Fran O’Sullivan writes in The New Zealand Herald that, there is one salient comment in the report by Queens Counsel Miriam Dean into the WPC80 incident that ought to give Fonterra’s directors and shareholders cause for concern: “A company that is more focused on its own commercial reputation in a crisis does so at its peril. Companies should think about consumer safety first and reputation second. If consumers lose trust in a company, that will be its undoing.”
The inquiry into the “WPC80 incident: causes and responses” provides plenty of evidence that Fonterra broke this most basic rule for a food industry company leading up to and during the false botulism scare. Throughout the crisis – and the events that gave rise to it – the company was slow to put food safety as its priority because it did not have the appropriate culture.

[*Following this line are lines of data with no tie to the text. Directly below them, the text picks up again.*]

mod cli;
mod config;
mod messages;
mod ollama_client;

use std::io;
use std::process::ExitCode;
use std::time::Duration;

use clap::Parser;
use dotenv::dotenv;
use eyre::Result;
use tracing::{Level, info};
use tracing_subscriber::FmtSubscriber;
use url::Url;

use crate::cli::chat::ChatContext;
use crate::config::{Config, Palette, DEFAULT_BASE_URL, DEFAULT_MODEL, DEFAULT_REQUEST_TIMEOUT_SECS};
use crate::messages::Locale;

#[derive(Parser)]
#[command(author, version, about, long_about = None)]
struct Cli {
    /// Model to chat with
    #[arg(short, long, env = "OLLAMA_CHAT_MODEL", default_value = DEFAULT_MODEL)]
    model: String,

    /// Base URL of the Ollama service
    #[arg(short, long, env = "OLLAMA_CHAT_URL", default_value = DEFAULT_BASE_URL)]
    url: Url,

    /// Enable thinking mode (prints a notice only)
    #[arg(short, long)]
    thinking: bool,

    /// Disable streamed replies
    #[arg(long)]
    no_stream: bool,

    /// Classify each message and run file requests automatically
    #[arg(short, long)]
    agent: bool,

    /// Refuse file writes that resolve outside the working directory
    #[arg(long)]
    confine_writes: bool,

    /// Seconds to wait for the server before giving up on a request
    #[arg(long, default_value_t = DEFAULT_REQUEST_TIMEOUT_SECS)]
    timeout: u64,

    /// Interface language (zh or en)
    #[arg(long, env = "OLLAMA_CHAT_LANG", default_value = "zh")]
    lang: Locale,

    /// Disable coloured output (also honoured via NO_COLOR)
    #[arg(long)]
    no_color: bool,

    /// Input to send to the chat, then exit
    #[arg(short, long)]
    input: Option<String>,

    /// Enable verbose logging
    #[arg(short, long)]
    verbose: bool,
}

impl Cli {
    fn into_config(self) -> Config {
        let mut config = Config::new(self.url, self.model);
        config.request_timeout = Duration::from_secs(self.timeout);
        config.stream = !self.no_stream;
        config.thinking = self.thinking;
        config.agent = self.agent;
        config.confine_writes = self.confine_writes;
        config.locale = self.lang;
        if self.no_color || std::env::var_os("NO_COLOR").is_some() {
            config.palette = Palette::plain();
        }
        config
    }
}

#[tokio::main]
async fn main() -> Result<ExitCode> {
    // Load environment variables from .env file
    dotenv().ok();

    let cli = Cli::parse();

    let log_level = if cli.verbose { Level::DEBUG } else { Level::WARN };

    let subscriber = FmtSubscriber::builder()
        .with_max_level(log_level)
        .with_writer(io::stderr)
        .finish();

    tracing::subscriber::set_global_default(subscriber)?;

    info!("Starting Ollama Chat CLI");

    let input = cli.input.clone();
    let config = cli.into_config();

    let mut chat_context = ChatContext::new(Box::new(io::stdout()), input, true, config)?;
    chat_context.run().await
}
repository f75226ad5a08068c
use rustyline::{Config, Editor, Result};

pub fn generate_prompt(custom_prompt: Option<&str>) -> String {
    custom_prompt.unwrap_or("> ").to_string()
}

pub fn rl() -> Result<Editor<()>> {
    let config = Config::builder()
        .history_ignore_space(true)
        .auto_add_history(false)
        .build();
    Editor::with_config(config)
}

/// Asks the model to answer with a single `TYPE:<token>` line.
pub fn classification_prompt(user_input: &str) -> String {
    format!(
        "请判断以下用户需求属于哪种类型，只能返回如下格式：TYPE:<类型>。\
         类型包括：file（文件管理相关），code（代码相关），other（其他）。\n\
         用户需求: {}\n\
         不要输出任何解释或多余文本，只输出类型。",
        user_input
    )
}

/// Asks the model for one file operation in the fixed four-field template.
/// `folder_structure` is the listing produced by the context manager.
pub fn file_operation_prompt(folder_structure: &str, user_input: &str) -> String {
    format!(
        "你是一个文件管理助手。你可以执行以下操作：文件创建、删除、随机更新、随机读取。\
         当前项目的文件夹结构如下：\n{}\
         请根据以下用户需求，选择合适的操作并生成操作指令。\
         输出必须严格遵循如下格式：\n\
         操作类型: <创建|删除|随机更新|随机读取>\n\
         文件名: <文件名>\n\
         路径: <文件路径>\n\
         内容:\n\
         <文件内容或操作说明>\n\
         用户需求: {}\n\
         不要输出任何解释或多余文本，只输出指定格式的操作类型、文件名、路径和内容。",
        folder_structure, user_input
    )
}
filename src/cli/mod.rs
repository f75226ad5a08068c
pub mod chat;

It was instead focused on production and market share.
This aspect has to some extent been glossed over in the prior Fonterra management report and the review undertaken by the Fonterra board itself.

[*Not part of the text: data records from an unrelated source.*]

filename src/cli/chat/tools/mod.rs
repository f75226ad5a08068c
pub mod fs_write;

use std::path::{Component, Path, PathBuf};

use thiserror::Error;
use tracing::{info, warn};

use super::parse::{FileOperationDirective, Operation, ParseError, ReplyParser};

#[derive(Debug, Error)]
pub enum FileOpError {
    #[error(transparent)]
    Parse(#[from] ParseError),

    #[error("failed to create directory {}: {source}", .path.display())]
    CreateDir {
        path: PathBuf,
        source: std::io::Error,
    },

    #[error("failed to write to file {}: {source}", .path.display())]
    Write {
        path: PathBuf,
        source: std::io::Error,
    },

    #[error("refusing to write outside the working directory: {}", .0.display())]
    OutsideWorkDir(PathBuf),
}

/// What executing a directive did.
#[derive(Debug, Clone, PartialEq, Eq)]
pub enum FileOutcome {
    Created(PathBuf),
    /// The operation was understood but is not carried out.
    NotExecuted {
        operation: Operation,
        target: PathBuf,
    },
}

/// Carries out parsed directives relative to a working directory.
///
/// Only [`Operation::Create`] touches the filesystem. Targets are taken as
/// the model wrote them, so a path such as `../x` or `/etc/x` is honoured
/// unless `confine` is set.
pub struct FileExecutor {
    root: PathBuf,
    confine: bool,
}

impl FileExecutor {
    pub fn new(root: impl Into<PathBuf>, confine: bool) -> Self {
        Self {
            root: root.into(),
            confine,
        }
    }

    pub fn execute(&self, directive: &FileOperationDirective) -> Result<FileOutcome, FileOpError> {
        let target = resolve_target(&self.root, &directive.path, &directive.filename);

        match &directive.operation {
            Operation::Create => {
                if self.confine && !is_within(&self.root, &target) {
                    warn!("Blocked write outside {}: {}", self.root.display(), target.display());
                    return Err(FileOpError::OutsideWorkDir(target));
                }
                fs_write::create_file(&target, &directive.content)?;
                info!("Created {} ({} bytes)", target.display(), directive.content.len());
                Ok(FileOutcome::Created(target))
            }
            other => {
                info!("Operation {} on {} is recognised but not executed", other, target.display());
                Ok(FileOutcome::NotExecuted {
                    operation: other.clone(),
                    target,
                })
            }
        }
    }
}

/// Parses a model reply and executes the directive it contains.
pub fn apply_reply(
    parser: &dyn ReplyParser,
    executor: &FileExecutor,
    reply: &str,
) -> Result<FileOutcome, FileOpError> {
    let directive = parser.parse(reply)?;
    executor.execute(&directive)
}

/// Joins `path` and `filename` under `root`. A path of `""`, `"."` or `"/"`
/// means the file goes straight into `root`.
pub fn resolve_target(root: &Path, path: &str, filename: &str) -> PathBuf {
    match path.trim() {
        "" | "." | "/" => root.join(filename),
        dir => root.join(dir).join(filename),
    }
}

/// Lexical containment check; symlinks are not followed.
pub fn is_within(root: &Path, target: &Path) -> bool {
    normalize(target).starts_with(normalize(root))
}

fn normalize(path: &Path) -> PathBuf {
    let mut out = PathBuf::new();
    for component in path.components() {
        match component {
            Component::CurDir => {}
            Component::ParentDir => {
                out.pop();
            }
            other => out.push(other.as_os_str()),
        }
    }
    out
}

#[cfg(test)]
mod tests {
    use super::*;
    use crate::cli::chat::parse::RegexReplyParser;
    use std::fs;
    use tempfile::TempDir;

    fn directive(
        operation: Operation,
        path: &str,
        filename: &str,
        content: &str,
    ) -> FileOperationDirective {
        FileOperationDirective {
            operation,
            filename: filename.to_string(),
            path: path.to_string(),
            content: content.to_string(),
        }
    }

    #[test]
    fn test_apply_reply_creates_file() {
        let dir = TempDir::new().unwrap();
        let parser = RegexReplyParser::new().unwrap();
        let executor = FileExecutor::new(dir.path(), false);

        let outcome = apply_reply(&parser, &executor, "文件名: demo.c\n内容:\nint main(){}").unwrap();

        assert_eq!(outcome, FileOutcome::Created(dir.path().join("demo.c")));
        assert_eq!(fs::read_to_string(dir.path().join("demo.c")).unwrap(), "int main(){}");
    }

    #[test]
    fn test_apply_reply_without_content_marker_writes_nothing() {
        let dir = TempDir::new().unwrap();
        let parser = RegexReplyParser::new().unwrap();
        let executor = FileExecutor::new(dir.path(), false);

        let err = apply_reply(&parser, &executor, "文件名: demo.c\nint main(){}").unwrap_err();

        assert!(matches!(err, FileOpError::Parse(ParseError::NoValidOutput)));
        assert_eq!(err.to_string(), "No valid file output detected.");
        assert_eq!(fs::read_dir(dir.path()).unwrap().count(), 0);
    }

    #[test]
    fn test_apply_reply_delete_leaves_file() {
        let dir = TempDir::new().unwrap();
        fs::write(dir.path().join("a.txt"), "keep").unwrap();
        let parser = RegexReplyParser::new().unwrap();
        let executor = FileExecutor::new(dir.path(), false);

        let reply = "操作类型: 删除\n文件名: a.txt\n路径: .\n内容:\n删除这个文件";
        let outcome = apply_reply(&parser, &executor, reply).unwrap();

        assert!(matches!(outcome, FileOutcome::NotExecuted { operation: Operation::Delete, .. }));
        assert_eq!(fs::read_to_string(dir.path().join("a.txt")).unwrap(), "keep");
    }

    #[test]
    fn test_resolve_target() {
        let root = Path::new("/work");
        assert_eq!(resolve_target(root, "", "a.txt"), PathBuf::from("/work/a.txt"));
        assert_eq!(resolve_target(root, ".", "a.txt"), PathBuf::from("/work/a.txt"));
        assert_eq!(resolve_target(root, "/", "a.txt"), PathBuf::from("/work/a.txt"));
        assert_eq!(resolve_target(root, "src/bin", "a.rs"), PathBuf::from("/work/src/bin/a.rs"));
        assert_eq!(resolve_target(root, "/tmp", "a.txt"), PathBuf::from("/tmp/a.txt"));
    }

    #[test]
    fn test_is_within() {
        let root = Path::new("/work");
        assert!(is_within(root, Path::new("/work/./src/a.rs")));
        assert!(!is_within(root, Path::new("/work/../etc/passwd")));
        assert!(!is_within(root, Path::new("/tmp/a.txt")));
    }

    #[test]
    fn test_create_overwrites_existing_file() {
        let dir = TempDir::new().unwrap();
        fs::write(dir.path().join("notes.txt"), "old").unwrap();

        let executor = FileExecutor::new(dir.path(), false);
        let outcome = executor
            .execute(&directive(Operation::Create, ".", "notes.txt", "new"))
            .unwrap();

        assert_eq!(outcome, FileOutcome::Created(dir.path().join("notes.txt")));
        assert_eq!(fs::read_to_string(dir.path().join("notes.txt")).unwrap(), "new");
    }

    #[test]
    fn test_delete_is_recognised_but_not_executed() {
        let dir = TempDir::new().unwrap();
        let victim = dir.path().join("keep.txt");
        fs::write(&victim, "still here").unwrap();

        let executor = FileExecutor::new(dir.path(), false);
        let outcome = executor
            .execute(&directive(Operation::Delete, "", "keep.txt", "remove it"))
            .unwrap();

        assert_eq!(
            outcome,
            FileOutcome::NotExecuted {
                operation: Operation::Delete,
                target: victim.clone(),
            }
        );
        assert_eq!(fs::read_to_string(&victim).unwrap(), "still here");
    }

    #[test]
    fn test_escape_allowed_by_default() {
        let dir = TempDir::new().unwrap();
        let root = dir.path().join("project");
        fs::create_dir(&root).unwrap();

        let executor = FileExecutor::new(&root, false);
        let outcome = executor
            .execute(&directive(Operation::Create, "..", "outside.txt", "x"))
            .unwrap();

        assert!(matches!(outcome, FileOutcome::Created(_)));
        assert!(dir.path().join("outside.txt").exists());
    }

    #[test]
    fn test_escape_blocked_when_confined() {
        let dir = TempDir::new().unwrap();
        let root = dir.path().join("project");
        fs::create_dir(&root).unwrap();

        let executor = FileExecutor::new(&root, true);
        let result = executor.execute(&directive(Operation::Create, "..", "outside.txt", "x"));

        assert!(matches!(result, Err(FileOpError::OutsideWorkDir(_))));
        assert!(!dir.path().join("outside.txt").exists());
    }
}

These reports have talked about a “silo mentality” and “Fortress Fonterra”.
But these are simply manifestations of the lack of clear communications platforms (and adherence to them) that existed at the food co-operative in August 2013 when the crisis emerged. It is not the fundamental issue.

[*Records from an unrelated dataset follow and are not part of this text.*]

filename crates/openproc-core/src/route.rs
//! Route definitions and the immutable route table.
//!
//! A [`RouteDefinition`] binds `method + path template` to a procedure id
//! together with the schemas and response metadata of that route. The
//! [`RouteTable`] compiles a set of definitions once at startup, rejecting
//! anything that could only fail later at request time.
//!
//! # Example
//!
//! ```rust
//! use openproc_core::{RouteDefinition, RouteTable, Resolution, Schema};
//! use http::{Method, StatusCode};
//!
//! let table = RouteTable::new([
//!     RouteDefinition::get("/users/{id}", "getUser")
//!         .input(Schema::object().field("id", Schema::integer()))
//!         .build()
//!         .unwrap(),
//!     RouteDefinition::post("/users", "createUser")
//!         .input(Schema::object().field("name", Schema::string()))
//!         .status(StatusCode::CREATED)
//!         .build()
//!         .unwrap(),
//! ])
//! .unwrap();
//!
//! match table.resolve(&Method::GET, "/users/42") {
//!     Resolution::Matched { route, params } => {
//!         assert_eq!(route.procedure_id(), "getUser");
//!         assert_eq!(params.get("id"), Some("42"));
//!     }
//!     _ => unreachable!(),
//! }
//! ```

use std::collections::{HashMap, HashSet};
use std::sync::Arc;

use http::{Method, StatusCode};
use openproc_router::{Lookup, Params, PathTemplate, Router};
use serde::{Deserialize, Serialize};

use crate::error::BuildError;
use crate::procedure::ProcedureRegistry;
use crate::schema::Schema;

/// Returns true for methods whose input comes from the request body.
#[must_use]
pub fn accepts_body(method: &Method) -> bool {
    matches!(*method, Method::POST | Method::PUT | Method::PATCH)
}

/// Documentation metadata attached to a route.
#[derive(Debug, Clone, Default, PartialEq, Eq, Serialize, Deserialize)]
pub struct RouteMetadata {
    /// Tags for grouping operations.
    #[serde(default, skip_serializing_if = "Vec::is_empty")]
    pub tags: Vec<String>,
    /// Short summary.
    #[serde(default, skip_serializing_if = "Option::is_none")]
    pub summary: Option<String>,
    /// Longer description.
    #[serde(default, skip_serializing_if = "Option::is_none")]
    pub description: Option<String>,
    /// Marks the operation as deprecated.
    #[serde(default)]
    pub deprecated: bool,
}

/// One route: method and template bound to a procedure.
#[derive(Debug, Clone)]
pub struct RouteDefinition {
    method: Method,
    template: PathTemplate,
    procedure_id: String,
    input_schema: Option<Schema>,
    output_schema: Option<Schema>,
    success_status: StatusCode,
    metadata: RouteMetadata,
    content_types: Option<Vec<String>>,
    enabled: bool,
}

impl RouteDefinition {
    /// Creates a builder for an arbitrary method.
    #[must_use]
    pub fn builder(
        method: Method,
        path: impl Into<String>,
        procedure_id: impl Into<String>,
    ) -> RouteDefinitionBuilder {
        RouteDefinitionBuilder::new(method, path, procedure_id)
    }

    /// Creates a GET route builder.
    #[must_use]
    pub fn get(path: impl Into<String>, procedure_id: impl Into<String>) -> RouteDefinitionBuilder {
        Self::builder(Method::GET, path, procedure_id)
    }

    /// Creates a POST route builder.
    #[must_use]
    pub fn post(path: impl Into<String>, procedure_id: impl Into<String>) -> RouteDefinitionBuilder {
        Self::builder(Method::POST, path, procedure_id)
    }

    /// Creates a PUT route builder.
    #[must_use]
    pub fn put(path: impl Into<String>, procedure_id: impl Into<String>) -> RouteDefinitionBuilder {
        Self::builder(Method::PUT, path, procedure_id)
    }

    /// Creates a PATCH route builder.
    #[must_use]
    pub fn patch(path: impl Into<String>, procedure_id: impl Into<String>) -> RouteDefinitionBuilder {
        Self::builder(Method::PATCH, path, procedure_id)
    }

    /// Creates a DELETE route builder.
    #[must_use]
    pub fn delete(path: impl Into<String>, procedure_id: impl Into<String>) -> RouteDefinitionBuilder {
        Self::builder(Method::DELETE, path, procedure_id)
    }

    /// Returns the HTTP method.
    #[must_use]
    pub fn method(&self) -> &Method {
        &self.method
    }

    /// Returns the compiled path template.
    #[must_use]
    pub fn template(&self) -> &PathTemplate {
        &self.template
    }

    /// Returns the procedure id.
    #[must_use]
    pub fn procedure_id(&self) -> &str {
        &self.procedure_id
    }

    /// Returns the input schema. `None` means the procedure takes no input.
    #[must_use]
    pub fn input_schema(&self) -> Option<&Schema> {
        self.input_schema.as_ref()
    }

    /// Returns the output schema, if declared.
    #[must_use]
    pub fn output_schema(&self) -> Option<&Schema> {
        self.output_schema.as_ref()
    }

    /// Returns the status used for successful responses.
    #[must_use]
    pub fn success_status(&self) -> StatusCode {
        self.success_status
    }

    /// Returns the documentation metadata.
    #[must_use]
    pub fn metadata(&self) -> &RouteMetadata {
        &self.metadata
    }

    /// Returns the accepted body media types; `None` accepts every
    /// registered parser.
    #[must_use]
    pub fn content_types(&self) -> Option<&[String]> {
        self.content_types.as_deref()
    }

    /// Returns true if this route accepts a body of the given media type
    /// essence (e.g. `application/json`).
    #[must_use]
    pub fn accepts_content_type(&self, essence: &str) -> bool {
        self.content_types
            .as_ref()
            .map_or(true, |types| types.iter().any(|t| t.eq_ignore_ascii_case(essence)))
    }

    /// Returns false for routes that are declared but not served.
    #[must_use]
    pub fn is_enabled(&self) -> bool {
        self.enabled
    }

    /// Returns true if the input is read from the body.
    #[must_use]
    pub fn reads_body(&self) -> bool {
        accepts_body(&self.method)
    }
}

/// Builder for [`RouteDefinition`].
#[derive(Debug, Clone)]
pub struct RouteDefinitionBuilder {
    method: Method,
    path: String,
    procedure_id: String,
    input_schema: Option<Schema>,
    output_schema: Option<Schema>,
    success_status: StatusCode,
    metadata: RouteMetadata,
    content_types: Option<Vec<String>>,
    enabled: bool,
}

impl RouteDefinitionBuilder {
    /// Creates a builder.
    #[must_use]
    pub fn new(method: Method, path: impl Into<String>, procedure_id: impl Into<String>) -> Self {
        Self {
            method,
            path: path.into(),
            procedure_id: procedure_id.into(),
            input_schema: None,
            output_schema: None,
            success_status: StatusCode::OK,
            metadata: RouteMetadata::default(),
            content_types: None,
            enabled: true,
        }
    }

    /// Sets the input schema.
    #[must_use]
    pub fn input(mut self, schema: Schema) -> Self {
        self.input_schema = Some(schema);
        self
    }

    /// Sets the output schema.
    #[must_use]
    pub fn output(mut self, schema: Schema) -> Self {
        self.output_schema = Some(schema);
        self
    }

    /// Sets the success status (default `200 OK`).
    #[must_use]
    pub fn status(mut self, status: StatusCode) -> Self {
        self.success_status = status;
        self
    }

    /// Adds a tag.
    #[must_use]
    pub fn tag(mut self, tag: impl Into<String>) -> Self {
        self.metadata.tags.push(tag.into());
        self
    }

    /// Sets the summary.
    #[must_use]
    pub fn summary(mut self, summary: impl Into<String>) -> Self {
        self.metadata.summary = Some(summary.into());
        self
    }

    /// Sets the description.
    #[must_use]
    pub fn description(mut self, description: impl Into<String>) -> Self {
        self.metadata.description = Some(description.into());
        self
    }

    /// Marks the route as deprecated.
    #[must_use]
    pub fn deprecated(mut self) -> Self {
        self.metadata.deprecated = true;
        self
    }

    /// Restricts accepted body media types.
    #[must_use]
    pub fn content_types<I, S>(mut self, types: I) -> Self
    where
        I: IntoIterator<Item = S>,
        S: Into<String>,
    {
        self.content_types = Some(types.into_iter().map(Into::into).collect());
        self
    }

    /// Declares the route without serving it.
    #[must_use]
    pub fn disabled(mut self) -> Self {
        self.enabled = false;
        self
    }

    /// Compiles the template and validates the route on its own.
    ///
    /// # Errors
    ///
    /// Fails on an invalid template, a path parameter missing from the input
    /// schema, a non-object input on a body-less route, or an unparsable
    /// content type.
    pub fn build(self) -> Result<RouteDefinition, BuildError> {
        let template = PathTemplate::parse(&self.path)?;
        let method = self.method;

        if !accepts_body(&method) {
            if let Some(schema) = &self.input_schema {
                if !schema.is_object() && !matches!(schema, Schema::Any) {
                    return Err(BuildError::NonObjectInput {
                        method,
                        template: self.path,
                    });
                }
            }
        }

        for param in template.param_names() {
            let declared = match &self.input_schema {
                Some(Schema::Any) => true,
                Some(schema) => schema.property_schema(param).is_some(),
                None => false,
            };
            if !declared {
                return Err(BuildError::MissingPathParam {
                    method,
                    template: self.path,
                    param: param.to_string(),
                });
            }
        }

        let content_types = match self.content_types {
            Some(types) => {
                let mut normalized = Vec::with_capacity(types.len());
                for raw in types {
                    let parsed: mime::Mime =
                        raw.parse().map_err(|_| BuildError::InvalidContentType {
                            method: method.clone(),
                            template: self.path.clone(),
                            content_type: raw.clone(),
                        })?;
                    normalized.push(parsed.essence_str().to_ascii_lowercase());
                }
                Some(normalized)
            }
            None => None,
        };

        Ok(RouteDefinition {
            method,
            template,
            procedure_id: self.procedure_id,
            input_schema: self.input_schema,
            output_schema: self.output_schema,
            success_status: self.success_status,
            metadata: self.metadata,
            content_types,
            enabled: self.enabled,
        })
    }
}

/// Outcome of resolving a request against the [`RouteTable`].
#[derive(Debug)]
pub enum Resolution<'a> {
    /// A route matched both path and method.
    Matched {
        /// The matched route.
        route: &'a Arc<RouteDefinition>,
        /// Decoded path parameters.
        params: Params,
    },
    /// The path exists only for other methods.
    MethodNotAllowed(Vec<Method>),
    /// Nothing matched.
    NotFound,
}

/// Immutable, compiled set of routes.
///
/// Built once at startup and shared read-only across requests.
#[derive(Debug, Clone)]
pub struct RouteTable {
    routes: Vec<Arc<RouteDefinition>>,
    index: HashMap<(Method, String), usize>,
    router: Router,
}

impl RouteTable {
    /// Compiles route definitions.
    ///
    /// Disabled routes are kept for listing but never matched.
    ///
    /// # Errors
    ///
    /// Returns [`BuildError::Route`] when two enabled routes share a method
    /// and a structurally identical template.
    pub fn new(routes: impl IntoIterator<Item = RouteDefinition>) -> Result<Self, BuildError> {
        let mut table = Self {
            routes: Vec::new(),
            index: HashMap::new(),
            router: Router::new(),
        };

        for route in routes {
            if route.enabled {
                table.router.insert_template(
                    &route.method,
                    route.template.clone(),
                    route.procedure_id.clone(),
                )?;
                table.index.insert(
                    (route.method.clone(), route.template.as_str().to_string()),
                    table.routes.len(),
                );
            }
            table.routes.push(Arc::new(route));
        }

        tracing::debug!(
            routes = table.routes.len(),
            enabled = table.router.len(),
            "route table compiled"
        );
        Ok(table)
    }

    /// Resolves a method and raw path.
    #[must_use]
    pub fn resolve(&self, method: &Method, path: &str) -> Resolution<'_> {
        match self.router.lookup(method, path) {
            Lookup::Matched(found) => {
                let key = (method.clone(), found.template.as_str().to_string());
                match self.index.get(&key) {
                    Some(&i) => Resolution::Matched {
                        route: &self.routes[i],
                        params: found.params,
                    },
                    None => Resolution::NotFound,
                }
            }
            Lookup::MethodNotAllowed(allowed) => Resolution::MethodNotAllowed(allowed),
            Lookup::NotFound => Resolution::NotFound,
        }
    }

    /// Checks that routes and procedures cover each other exactly.
    ///
    /// # Errors
    ///
    /// Fails on a duplicate procedure registration, an enabled route whose
    /// procedure is missing, or a procedure no route exposes.
    pub fn check_procedures<C: Send + Sync + 'static>(
        &self,
        registry: &ProcedureRegistry<C>,
    ) -> Result<(), BuildError> {
        registry.check()?;

        for route in self.routes.iter().filter(|r| r.enabled) {
            if !registry.contains(&route.procedure_id) {
                return Err(BuildError::UnknownProcedure {
                    method: route.method.clone(),
                    template: route.template.as_str().to_string(),
                    procedure_id: route.procedure_id.clone(),
                });
            }
        }

        let exposed: HashSet<&str> = self.routes.iter().map(|r| r.procedure_id()).collect();
        if let Some(id) = registry.ids().into_iter().find(|id| !exposed.contains(id)) {
            return Err(BuildError::UnroutedProcedure(id.to_string()));
        }

        Ok(())
    }

    /// Returns every route, enabled or not, in declaration order.
    pub fn routes(&self) -> impl Iterator<Item = &RouteDefinition> {
        self.routes.iter().map(AsRef::as_ref)
    }

    /// Returns the number of declared routes.
    #[must_use]
    pub fn len(&self) -> usize {
        self.routes.len()
    }

    /// Returns true if no routes are declared.
    #[must_use]
    pub fn is_empty(&self) -> bool {
        self.routes.is_empty()
    }
}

What is more compelling is the fact that staff cut corners when they shouldn’t have; food traceability systems were lacking, the liaison with AgResearch over the tests of the suspect whey protein concentrate was a joke; the management and board did not meet their obligations to report the suspected contamination to the Ministry of Primary Industries within agreed deadlines; Fonterra went out to the market with wrong information about a customer’s products (Karicare) costing that company massive brand damage, and, did not apply a rigorous fact checking process before issuing communications.
Or as my friend Gary noted, good risk communicators are hard to find.